• **AIM OF THE EXERCISE**
Work through the data line by line, gathering every line that has the word "expected".

• **EXTRACTED RECORDS**
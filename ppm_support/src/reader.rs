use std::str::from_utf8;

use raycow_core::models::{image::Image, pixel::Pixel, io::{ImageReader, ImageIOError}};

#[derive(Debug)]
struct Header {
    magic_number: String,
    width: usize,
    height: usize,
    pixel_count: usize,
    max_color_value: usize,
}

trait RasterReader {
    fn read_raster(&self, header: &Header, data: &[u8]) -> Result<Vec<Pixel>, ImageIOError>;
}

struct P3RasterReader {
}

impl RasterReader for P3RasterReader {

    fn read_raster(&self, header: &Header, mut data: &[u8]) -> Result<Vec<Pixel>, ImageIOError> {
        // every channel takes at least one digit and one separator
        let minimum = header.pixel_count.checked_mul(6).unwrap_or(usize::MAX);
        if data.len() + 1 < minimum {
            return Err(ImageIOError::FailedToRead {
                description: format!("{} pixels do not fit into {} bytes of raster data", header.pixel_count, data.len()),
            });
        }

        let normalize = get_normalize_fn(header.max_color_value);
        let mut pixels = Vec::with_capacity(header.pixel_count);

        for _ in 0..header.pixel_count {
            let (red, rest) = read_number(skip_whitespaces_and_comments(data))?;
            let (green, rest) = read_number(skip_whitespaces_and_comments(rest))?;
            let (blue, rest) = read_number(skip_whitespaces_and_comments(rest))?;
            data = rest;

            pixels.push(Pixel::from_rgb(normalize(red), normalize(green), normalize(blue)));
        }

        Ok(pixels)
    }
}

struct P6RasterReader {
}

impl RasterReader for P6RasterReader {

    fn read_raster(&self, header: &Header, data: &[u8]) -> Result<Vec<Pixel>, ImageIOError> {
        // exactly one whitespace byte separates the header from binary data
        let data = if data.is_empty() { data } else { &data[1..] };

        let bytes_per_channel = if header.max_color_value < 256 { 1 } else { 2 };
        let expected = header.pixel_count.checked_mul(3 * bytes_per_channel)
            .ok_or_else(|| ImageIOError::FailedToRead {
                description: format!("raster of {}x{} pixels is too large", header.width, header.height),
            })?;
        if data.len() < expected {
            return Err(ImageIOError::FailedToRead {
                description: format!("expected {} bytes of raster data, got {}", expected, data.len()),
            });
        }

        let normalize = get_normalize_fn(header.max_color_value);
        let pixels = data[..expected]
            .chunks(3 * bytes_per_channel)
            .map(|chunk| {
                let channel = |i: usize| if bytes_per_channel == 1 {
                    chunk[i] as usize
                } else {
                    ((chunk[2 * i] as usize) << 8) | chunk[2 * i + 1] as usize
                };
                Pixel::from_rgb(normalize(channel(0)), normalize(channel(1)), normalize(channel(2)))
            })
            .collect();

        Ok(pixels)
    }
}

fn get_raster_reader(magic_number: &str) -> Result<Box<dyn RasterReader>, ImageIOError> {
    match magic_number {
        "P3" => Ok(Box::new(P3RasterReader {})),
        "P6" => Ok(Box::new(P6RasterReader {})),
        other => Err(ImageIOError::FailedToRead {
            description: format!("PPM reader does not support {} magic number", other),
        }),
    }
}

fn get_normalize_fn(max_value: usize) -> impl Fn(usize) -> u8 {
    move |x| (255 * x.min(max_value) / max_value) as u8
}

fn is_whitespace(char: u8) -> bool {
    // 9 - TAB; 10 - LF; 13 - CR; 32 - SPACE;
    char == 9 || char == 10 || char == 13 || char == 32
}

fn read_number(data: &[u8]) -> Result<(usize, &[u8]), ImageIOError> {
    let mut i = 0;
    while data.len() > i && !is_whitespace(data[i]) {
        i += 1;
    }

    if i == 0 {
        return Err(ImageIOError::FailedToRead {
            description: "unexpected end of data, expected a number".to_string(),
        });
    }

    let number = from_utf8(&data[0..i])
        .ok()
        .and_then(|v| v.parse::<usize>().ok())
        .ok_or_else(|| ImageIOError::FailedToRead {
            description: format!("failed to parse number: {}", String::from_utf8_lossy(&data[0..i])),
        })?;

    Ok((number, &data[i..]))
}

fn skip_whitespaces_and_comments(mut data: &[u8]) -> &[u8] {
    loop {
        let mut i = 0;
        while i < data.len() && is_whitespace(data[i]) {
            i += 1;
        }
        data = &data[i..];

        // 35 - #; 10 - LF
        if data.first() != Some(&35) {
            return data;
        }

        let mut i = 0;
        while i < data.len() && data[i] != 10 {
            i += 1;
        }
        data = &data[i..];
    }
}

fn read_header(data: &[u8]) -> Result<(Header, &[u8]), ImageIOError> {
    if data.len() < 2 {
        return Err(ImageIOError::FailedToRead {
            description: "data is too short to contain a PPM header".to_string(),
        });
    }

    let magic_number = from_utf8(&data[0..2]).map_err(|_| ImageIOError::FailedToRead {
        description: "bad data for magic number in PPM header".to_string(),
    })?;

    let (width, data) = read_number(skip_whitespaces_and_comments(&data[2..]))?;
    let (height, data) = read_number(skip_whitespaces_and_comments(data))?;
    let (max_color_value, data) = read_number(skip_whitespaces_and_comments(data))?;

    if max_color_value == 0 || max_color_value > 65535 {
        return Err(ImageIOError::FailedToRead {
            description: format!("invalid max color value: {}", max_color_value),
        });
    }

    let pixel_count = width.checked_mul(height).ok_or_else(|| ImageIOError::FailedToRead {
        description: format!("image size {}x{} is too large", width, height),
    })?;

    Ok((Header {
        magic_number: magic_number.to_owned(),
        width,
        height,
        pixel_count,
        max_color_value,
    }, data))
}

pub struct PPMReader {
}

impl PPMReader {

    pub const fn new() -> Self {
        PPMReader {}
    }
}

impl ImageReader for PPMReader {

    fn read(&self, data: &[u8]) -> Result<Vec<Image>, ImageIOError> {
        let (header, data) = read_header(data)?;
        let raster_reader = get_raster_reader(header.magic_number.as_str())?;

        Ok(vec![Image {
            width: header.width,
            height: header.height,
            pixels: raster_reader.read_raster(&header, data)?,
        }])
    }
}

• **WRITTEN ANSWER**
        let expected = header.pixel_count.checked_mul(3 * bytes_per_channel)
        if data.len() < expected {
                description: format!("expected {} bytes of raster data, got {}", expected, data.len()),
        let pixels = data[..expected]
            description: "unexpected end of data, expected a number".to_string(),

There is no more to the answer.